__Problem description__:
Go through the entries below and tally the lines holding "named"; please reply with the number only.

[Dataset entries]

******************************

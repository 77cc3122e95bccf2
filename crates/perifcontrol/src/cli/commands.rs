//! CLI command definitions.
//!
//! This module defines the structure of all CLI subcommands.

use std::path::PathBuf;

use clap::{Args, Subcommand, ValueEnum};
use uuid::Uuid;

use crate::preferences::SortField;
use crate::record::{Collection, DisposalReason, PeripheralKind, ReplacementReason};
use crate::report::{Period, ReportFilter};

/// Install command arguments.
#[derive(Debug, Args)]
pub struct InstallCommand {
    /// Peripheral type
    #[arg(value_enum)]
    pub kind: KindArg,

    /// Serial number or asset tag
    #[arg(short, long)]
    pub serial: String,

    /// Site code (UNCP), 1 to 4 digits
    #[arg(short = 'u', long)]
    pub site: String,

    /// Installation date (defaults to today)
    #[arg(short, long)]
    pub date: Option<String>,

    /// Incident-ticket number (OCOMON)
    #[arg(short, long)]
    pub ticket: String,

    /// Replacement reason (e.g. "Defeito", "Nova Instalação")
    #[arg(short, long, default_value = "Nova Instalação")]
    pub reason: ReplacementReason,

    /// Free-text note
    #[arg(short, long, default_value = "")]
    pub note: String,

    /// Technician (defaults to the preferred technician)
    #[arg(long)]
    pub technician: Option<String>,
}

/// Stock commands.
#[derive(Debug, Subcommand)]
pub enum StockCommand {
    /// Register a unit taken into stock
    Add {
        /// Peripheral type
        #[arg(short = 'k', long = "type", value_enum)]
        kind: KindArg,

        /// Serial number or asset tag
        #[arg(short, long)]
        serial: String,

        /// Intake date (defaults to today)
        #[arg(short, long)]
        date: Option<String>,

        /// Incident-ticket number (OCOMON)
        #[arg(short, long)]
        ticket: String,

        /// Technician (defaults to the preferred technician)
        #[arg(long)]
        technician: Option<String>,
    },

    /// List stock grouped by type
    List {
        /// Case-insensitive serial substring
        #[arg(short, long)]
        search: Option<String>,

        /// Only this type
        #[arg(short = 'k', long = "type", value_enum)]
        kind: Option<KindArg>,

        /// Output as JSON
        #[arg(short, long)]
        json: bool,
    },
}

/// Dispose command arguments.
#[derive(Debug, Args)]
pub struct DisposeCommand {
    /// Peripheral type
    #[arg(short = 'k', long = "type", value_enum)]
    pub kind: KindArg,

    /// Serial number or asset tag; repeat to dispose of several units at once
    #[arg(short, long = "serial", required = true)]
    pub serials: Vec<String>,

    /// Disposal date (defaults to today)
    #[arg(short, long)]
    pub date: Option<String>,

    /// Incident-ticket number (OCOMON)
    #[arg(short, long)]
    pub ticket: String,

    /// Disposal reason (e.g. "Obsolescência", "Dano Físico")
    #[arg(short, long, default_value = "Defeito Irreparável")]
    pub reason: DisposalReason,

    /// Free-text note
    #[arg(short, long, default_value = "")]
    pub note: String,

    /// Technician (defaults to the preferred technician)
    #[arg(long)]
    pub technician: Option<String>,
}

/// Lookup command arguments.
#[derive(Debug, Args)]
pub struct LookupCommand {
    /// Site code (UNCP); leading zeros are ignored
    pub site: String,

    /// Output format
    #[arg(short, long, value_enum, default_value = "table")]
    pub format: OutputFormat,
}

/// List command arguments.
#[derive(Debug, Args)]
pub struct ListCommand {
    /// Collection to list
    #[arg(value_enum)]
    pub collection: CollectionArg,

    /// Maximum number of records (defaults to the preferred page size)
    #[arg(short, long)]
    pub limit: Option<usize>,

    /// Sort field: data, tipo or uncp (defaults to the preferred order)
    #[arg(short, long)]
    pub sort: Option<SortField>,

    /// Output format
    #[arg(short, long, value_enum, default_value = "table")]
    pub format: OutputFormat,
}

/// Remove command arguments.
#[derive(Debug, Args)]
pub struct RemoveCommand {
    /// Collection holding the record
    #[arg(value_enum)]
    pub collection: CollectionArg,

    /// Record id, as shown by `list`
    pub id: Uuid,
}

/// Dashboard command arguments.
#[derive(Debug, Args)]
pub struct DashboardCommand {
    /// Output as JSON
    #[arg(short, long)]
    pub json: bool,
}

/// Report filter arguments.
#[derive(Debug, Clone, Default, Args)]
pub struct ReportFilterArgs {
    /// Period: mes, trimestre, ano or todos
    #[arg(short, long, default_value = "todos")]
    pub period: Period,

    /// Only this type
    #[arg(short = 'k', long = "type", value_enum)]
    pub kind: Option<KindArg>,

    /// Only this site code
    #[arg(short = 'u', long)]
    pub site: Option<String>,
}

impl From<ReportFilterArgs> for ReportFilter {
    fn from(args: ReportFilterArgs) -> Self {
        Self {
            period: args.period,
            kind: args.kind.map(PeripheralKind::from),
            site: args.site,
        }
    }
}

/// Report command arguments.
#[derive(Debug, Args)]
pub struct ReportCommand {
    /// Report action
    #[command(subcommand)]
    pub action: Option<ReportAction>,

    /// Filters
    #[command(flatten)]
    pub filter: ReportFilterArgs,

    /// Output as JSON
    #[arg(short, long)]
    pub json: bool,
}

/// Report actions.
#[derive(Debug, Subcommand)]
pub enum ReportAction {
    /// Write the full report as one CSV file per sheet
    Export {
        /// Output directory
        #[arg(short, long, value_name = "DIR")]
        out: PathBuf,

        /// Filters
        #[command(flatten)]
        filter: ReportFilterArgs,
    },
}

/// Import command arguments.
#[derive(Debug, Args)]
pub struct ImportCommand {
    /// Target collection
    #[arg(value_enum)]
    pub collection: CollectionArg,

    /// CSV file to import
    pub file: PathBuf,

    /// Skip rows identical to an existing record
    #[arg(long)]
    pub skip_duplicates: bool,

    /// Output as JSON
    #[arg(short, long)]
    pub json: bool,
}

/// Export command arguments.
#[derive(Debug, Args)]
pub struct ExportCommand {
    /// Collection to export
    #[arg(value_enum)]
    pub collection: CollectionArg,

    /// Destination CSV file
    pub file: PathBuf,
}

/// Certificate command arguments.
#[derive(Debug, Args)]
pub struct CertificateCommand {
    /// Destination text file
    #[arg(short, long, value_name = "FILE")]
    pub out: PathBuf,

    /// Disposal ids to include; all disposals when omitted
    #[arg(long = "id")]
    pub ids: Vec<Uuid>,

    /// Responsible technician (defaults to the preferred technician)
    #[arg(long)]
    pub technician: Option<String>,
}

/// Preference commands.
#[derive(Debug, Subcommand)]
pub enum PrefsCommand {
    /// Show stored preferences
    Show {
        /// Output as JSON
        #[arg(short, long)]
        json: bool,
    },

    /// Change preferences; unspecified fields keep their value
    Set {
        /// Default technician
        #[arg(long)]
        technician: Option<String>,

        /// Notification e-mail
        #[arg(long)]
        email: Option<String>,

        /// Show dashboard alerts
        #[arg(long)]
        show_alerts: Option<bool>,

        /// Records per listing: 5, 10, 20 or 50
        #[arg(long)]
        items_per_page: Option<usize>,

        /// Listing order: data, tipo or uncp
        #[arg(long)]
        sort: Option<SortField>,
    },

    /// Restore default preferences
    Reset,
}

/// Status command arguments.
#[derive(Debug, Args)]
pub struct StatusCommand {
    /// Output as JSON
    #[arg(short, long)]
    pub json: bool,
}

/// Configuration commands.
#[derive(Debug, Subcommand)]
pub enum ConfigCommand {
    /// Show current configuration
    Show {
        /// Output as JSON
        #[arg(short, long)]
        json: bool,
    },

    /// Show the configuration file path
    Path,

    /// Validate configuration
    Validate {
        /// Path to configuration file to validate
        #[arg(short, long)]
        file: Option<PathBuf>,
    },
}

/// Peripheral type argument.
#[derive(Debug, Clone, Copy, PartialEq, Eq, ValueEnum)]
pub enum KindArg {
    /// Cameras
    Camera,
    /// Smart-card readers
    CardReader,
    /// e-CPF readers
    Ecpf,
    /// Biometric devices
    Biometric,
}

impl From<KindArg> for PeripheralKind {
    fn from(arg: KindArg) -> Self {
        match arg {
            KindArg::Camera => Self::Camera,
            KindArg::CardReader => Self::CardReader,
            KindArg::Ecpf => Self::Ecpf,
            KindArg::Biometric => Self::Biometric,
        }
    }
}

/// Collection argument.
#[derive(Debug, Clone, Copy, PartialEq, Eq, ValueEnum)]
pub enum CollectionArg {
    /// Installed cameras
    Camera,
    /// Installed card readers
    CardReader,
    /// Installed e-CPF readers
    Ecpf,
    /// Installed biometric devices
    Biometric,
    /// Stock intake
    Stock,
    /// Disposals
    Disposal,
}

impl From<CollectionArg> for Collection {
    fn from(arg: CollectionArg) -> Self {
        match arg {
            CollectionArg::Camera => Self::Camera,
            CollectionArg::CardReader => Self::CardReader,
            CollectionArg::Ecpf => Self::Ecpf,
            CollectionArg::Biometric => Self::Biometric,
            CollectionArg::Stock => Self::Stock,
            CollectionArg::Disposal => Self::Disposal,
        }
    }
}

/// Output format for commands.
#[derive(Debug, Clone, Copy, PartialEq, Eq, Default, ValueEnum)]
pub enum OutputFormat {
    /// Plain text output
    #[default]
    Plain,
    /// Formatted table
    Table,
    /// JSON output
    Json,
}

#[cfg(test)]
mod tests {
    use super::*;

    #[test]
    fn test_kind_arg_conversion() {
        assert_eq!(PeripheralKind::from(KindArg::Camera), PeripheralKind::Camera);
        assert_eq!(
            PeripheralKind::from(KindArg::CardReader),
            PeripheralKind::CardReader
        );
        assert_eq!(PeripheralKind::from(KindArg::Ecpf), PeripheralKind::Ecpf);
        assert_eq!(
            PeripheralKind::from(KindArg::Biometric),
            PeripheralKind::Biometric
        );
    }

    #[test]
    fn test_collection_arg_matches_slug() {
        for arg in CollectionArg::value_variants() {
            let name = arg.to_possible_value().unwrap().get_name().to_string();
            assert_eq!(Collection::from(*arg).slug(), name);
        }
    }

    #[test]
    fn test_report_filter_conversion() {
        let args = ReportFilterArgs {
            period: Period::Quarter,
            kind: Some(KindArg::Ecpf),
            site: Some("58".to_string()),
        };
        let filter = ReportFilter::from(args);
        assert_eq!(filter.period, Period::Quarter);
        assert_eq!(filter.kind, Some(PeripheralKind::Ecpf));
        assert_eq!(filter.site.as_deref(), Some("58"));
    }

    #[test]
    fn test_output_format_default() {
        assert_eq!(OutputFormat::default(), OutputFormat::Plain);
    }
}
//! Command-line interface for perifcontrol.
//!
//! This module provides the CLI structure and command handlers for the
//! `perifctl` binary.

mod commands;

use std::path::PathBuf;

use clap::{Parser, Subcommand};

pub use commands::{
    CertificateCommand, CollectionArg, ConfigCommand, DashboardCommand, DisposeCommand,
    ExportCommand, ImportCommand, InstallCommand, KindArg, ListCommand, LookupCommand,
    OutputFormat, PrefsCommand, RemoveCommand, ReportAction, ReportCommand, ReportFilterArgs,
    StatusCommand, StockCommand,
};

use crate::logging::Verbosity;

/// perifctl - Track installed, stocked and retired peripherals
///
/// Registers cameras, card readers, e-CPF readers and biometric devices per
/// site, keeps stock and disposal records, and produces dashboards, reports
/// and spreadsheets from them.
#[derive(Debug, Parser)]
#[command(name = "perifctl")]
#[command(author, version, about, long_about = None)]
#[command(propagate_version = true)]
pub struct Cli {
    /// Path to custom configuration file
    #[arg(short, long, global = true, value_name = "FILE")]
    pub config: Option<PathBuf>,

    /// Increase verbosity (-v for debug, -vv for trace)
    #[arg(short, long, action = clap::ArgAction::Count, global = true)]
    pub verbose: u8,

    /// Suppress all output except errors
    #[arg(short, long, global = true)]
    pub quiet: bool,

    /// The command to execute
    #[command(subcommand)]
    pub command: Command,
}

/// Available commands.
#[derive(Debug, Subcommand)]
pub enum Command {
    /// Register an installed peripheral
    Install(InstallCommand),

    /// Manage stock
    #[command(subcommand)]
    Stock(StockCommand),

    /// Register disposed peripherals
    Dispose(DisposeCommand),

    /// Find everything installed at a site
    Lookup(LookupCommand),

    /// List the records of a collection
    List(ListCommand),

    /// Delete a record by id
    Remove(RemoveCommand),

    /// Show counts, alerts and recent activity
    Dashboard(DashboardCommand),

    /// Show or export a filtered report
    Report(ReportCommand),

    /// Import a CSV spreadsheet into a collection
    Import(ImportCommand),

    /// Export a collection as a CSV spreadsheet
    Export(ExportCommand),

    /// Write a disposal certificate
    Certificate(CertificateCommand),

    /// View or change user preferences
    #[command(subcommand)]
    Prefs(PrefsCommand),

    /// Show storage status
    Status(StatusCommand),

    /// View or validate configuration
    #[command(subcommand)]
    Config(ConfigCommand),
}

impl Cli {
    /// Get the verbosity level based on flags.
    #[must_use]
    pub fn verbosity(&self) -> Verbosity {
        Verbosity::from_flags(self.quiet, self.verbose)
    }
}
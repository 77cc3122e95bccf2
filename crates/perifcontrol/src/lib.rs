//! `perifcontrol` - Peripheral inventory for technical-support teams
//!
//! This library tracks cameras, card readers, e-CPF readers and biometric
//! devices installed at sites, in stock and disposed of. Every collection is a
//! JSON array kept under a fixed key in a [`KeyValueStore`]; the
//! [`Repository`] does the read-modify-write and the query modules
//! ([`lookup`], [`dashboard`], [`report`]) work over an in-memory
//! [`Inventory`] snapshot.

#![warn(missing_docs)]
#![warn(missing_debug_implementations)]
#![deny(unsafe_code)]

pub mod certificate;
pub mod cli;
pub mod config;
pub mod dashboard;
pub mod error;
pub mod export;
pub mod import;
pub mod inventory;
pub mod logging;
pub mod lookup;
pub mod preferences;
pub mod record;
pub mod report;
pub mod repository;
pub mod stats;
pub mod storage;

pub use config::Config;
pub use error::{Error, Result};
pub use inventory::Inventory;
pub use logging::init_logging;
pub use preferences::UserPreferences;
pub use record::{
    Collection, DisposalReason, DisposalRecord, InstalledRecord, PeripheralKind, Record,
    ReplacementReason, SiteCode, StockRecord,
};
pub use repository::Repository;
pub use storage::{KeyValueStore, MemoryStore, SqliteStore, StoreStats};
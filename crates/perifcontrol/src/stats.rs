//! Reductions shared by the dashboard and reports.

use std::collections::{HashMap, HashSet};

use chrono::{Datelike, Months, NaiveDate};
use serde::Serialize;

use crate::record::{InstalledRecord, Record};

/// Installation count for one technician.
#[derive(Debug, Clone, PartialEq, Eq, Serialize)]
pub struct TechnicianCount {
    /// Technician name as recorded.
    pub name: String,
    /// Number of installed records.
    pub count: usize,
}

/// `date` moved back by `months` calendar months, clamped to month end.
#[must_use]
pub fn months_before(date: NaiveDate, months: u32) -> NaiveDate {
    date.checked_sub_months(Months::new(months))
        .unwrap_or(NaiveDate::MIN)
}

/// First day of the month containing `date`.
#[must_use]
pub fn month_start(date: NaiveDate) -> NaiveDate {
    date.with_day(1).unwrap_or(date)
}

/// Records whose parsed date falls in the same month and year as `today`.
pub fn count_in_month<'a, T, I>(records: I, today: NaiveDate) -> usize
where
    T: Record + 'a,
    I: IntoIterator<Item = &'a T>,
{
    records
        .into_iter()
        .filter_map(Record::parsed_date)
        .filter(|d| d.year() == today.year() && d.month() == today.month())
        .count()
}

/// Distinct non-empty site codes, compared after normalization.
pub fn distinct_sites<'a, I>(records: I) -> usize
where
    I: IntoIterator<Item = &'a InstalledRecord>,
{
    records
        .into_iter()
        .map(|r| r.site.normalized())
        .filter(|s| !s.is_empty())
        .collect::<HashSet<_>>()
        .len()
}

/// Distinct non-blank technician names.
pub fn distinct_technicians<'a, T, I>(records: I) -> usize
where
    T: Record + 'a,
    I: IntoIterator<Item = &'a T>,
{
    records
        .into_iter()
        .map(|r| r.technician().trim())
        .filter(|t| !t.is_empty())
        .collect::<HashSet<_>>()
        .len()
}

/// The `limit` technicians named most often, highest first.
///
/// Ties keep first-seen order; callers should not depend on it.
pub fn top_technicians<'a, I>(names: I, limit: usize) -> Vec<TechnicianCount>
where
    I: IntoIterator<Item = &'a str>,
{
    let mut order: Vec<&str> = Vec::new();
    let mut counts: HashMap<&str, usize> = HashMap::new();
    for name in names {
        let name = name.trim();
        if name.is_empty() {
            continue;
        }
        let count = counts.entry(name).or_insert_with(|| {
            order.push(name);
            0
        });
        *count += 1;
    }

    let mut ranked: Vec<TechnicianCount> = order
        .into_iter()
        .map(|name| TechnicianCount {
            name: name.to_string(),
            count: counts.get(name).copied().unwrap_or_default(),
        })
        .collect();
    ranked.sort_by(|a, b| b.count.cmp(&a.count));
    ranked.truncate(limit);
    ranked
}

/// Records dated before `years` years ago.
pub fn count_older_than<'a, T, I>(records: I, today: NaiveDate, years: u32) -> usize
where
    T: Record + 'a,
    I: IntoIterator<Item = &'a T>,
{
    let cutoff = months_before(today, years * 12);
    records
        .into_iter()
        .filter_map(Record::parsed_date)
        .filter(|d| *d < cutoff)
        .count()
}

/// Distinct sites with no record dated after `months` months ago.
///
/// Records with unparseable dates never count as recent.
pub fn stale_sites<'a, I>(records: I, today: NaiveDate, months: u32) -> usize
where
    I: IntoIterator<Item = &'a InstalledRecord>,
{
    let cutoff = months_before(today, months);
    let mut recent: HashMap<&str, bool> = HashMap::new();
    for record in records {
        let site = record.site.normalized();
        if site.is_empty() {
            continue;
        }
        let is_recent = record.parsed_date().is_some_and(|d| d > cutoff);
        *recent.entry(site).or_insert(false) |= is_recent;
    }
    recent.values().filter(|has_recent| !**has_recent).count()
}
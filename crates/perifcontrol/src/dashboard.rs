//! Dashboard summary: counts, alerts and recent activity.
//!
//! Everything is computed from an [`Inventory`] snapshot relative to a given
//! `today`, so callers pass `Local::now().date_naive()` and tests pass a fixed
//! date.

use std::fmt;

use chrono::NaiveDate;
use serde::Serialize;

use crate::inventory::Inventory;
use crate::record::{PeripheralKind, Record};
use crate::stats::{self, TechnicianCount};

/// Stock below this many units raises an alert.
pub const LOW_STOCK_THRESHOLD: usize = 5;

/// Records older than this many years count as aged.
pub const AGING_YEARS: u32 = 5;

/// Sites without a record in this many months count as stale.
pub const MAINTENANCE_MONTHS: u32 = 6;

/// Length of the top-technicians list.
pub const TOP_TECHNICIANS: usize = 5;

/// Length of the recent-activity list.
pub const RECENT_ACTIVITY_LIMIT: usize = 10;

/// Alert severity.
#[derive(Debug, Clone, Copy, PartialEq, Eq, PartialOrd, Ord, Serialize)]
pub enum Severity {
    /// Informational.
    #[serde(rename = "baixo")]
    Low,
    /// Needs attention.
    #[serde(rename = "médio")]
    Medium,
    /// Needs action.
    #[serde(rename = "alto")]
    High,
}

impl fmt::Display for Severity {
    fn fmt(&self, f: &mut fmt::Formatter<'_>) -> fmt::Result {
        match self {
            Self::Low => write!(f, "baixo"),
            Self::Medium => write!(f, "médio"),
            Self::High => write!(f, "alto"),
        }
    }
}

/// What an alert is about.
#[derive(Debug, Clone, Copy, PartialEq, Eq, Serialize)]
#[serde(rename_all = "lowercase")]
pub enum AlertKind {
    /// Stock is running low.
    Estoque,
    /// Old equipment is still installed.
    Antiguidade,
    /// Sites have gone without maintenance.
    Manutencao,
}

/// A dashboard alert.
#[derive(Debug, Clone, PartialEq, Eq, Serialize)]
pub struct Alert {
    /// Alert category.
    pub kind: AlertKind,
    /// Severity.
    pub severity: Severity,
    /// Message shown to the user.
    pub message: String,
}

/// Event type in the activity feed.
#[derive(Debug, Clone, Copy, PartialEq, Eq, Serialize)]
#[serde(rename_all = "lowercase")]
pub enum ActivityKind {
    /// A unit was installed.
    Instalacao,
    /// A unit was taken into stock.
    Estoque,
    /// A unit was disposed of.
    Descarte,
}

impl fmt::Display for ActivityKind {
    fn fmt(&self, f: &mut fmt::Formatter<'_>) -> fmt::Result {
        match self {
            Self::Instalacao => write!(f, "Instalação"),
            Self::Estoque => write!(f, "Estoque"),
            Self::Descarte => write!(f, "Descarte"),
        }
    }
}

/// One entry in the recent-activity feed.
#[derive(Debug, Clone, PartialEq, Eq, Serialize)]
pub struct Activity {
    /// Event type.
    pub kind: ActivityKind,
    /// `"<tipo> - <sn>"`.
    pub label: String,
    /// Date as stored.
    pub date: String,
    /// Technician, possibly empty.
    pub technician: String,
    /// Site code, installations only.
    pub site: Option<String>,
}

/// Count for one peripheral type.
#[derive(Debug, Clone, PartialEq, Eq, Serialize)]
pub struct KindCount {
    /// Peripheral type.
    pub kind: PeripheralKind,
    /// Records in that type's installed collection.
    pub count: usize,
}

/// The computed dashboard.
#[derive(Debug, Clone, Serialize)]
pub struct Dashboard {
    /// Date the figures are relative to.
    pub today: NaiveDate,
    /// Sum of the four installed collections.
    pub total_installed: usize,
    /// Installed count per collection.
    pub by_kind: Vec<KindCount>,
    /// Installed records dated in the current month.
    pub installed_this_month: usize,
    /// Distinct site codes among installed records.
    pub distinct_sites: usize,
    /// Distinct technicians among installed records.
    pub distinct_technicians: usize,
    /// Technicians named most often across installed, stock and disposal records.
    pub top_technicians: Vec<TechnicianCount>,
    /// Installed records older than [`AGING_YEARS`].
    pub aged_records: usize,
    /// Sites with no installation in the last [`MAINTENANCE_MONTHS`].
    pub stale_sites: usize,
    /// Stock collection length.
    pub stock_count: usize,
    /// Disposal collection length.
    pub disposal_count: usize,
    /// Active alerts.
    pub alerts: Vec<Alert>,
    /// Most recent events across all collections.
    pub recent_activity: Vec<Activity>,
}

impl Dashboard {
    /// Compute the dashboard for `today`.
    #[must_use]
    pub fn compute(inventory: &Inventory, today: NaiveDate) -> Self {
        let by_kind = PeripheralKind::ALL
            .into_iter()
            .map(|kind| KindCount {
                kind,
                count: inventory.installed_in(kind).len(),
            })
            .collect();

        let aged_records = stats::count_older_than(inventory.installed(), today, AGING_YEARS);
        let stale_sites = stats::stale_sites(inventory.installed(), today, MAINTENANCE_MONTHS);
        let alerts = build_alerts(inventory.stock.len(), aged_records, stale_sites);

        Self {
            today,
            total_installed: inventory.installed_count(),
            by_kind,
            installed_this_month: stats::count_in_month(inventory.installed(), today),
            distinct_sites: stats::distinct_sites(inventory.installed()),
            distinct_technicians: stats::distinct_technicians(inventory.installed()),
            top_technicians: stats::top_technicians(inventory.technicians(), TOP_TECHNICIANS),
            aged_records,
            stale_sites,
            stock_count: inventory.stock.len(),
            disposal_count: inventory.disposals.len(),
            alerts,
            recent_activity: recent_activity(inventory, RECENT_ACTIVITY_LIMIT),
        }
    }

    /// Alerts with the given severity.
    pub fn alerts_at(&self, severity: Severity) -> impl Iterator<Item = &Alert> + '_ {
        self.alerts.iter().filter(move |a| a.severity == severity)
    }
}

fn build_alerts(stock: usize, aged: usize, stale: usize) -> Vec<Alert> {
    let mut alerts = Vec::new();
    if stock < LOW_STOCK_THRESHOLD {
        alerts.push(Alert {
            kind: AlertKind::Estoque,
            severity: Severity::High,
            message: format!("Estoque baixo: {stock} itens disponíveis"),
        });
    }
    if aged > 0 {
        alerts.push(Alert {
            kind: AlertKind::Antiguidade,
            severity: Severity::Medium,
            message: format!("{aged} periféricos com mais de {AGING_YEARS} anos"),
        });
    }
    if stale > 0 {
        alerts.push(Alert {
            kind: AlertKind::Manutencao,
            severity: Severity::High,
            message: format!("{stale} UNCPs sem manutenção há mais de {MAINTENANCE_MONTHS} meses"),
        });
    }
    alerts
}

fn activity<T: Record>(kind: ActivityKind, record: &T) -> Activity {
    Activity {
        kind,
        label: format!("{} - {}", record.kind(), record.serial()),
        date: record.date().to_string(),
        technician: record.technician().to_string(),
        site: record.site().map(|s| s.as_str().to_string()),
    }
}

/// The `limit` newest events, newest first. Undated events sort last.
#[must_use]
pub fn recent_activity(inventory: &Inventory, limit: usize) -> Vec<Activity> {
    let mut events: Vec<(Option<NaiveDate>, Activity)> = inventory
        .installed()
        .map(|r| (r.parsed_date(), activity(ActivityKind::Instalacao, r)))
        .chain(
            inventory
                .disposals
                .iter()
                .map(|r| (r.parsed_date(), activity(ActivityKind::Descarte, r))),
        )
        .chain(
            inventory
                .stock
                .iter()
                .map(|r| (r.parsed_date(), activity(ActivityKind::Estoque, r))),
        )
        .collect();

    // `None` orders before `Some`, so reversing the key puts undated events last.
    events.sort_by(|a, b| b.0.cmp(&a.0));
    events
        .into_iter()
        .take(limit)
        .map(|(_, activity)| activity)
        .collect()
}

******************************

__Task solution__:
2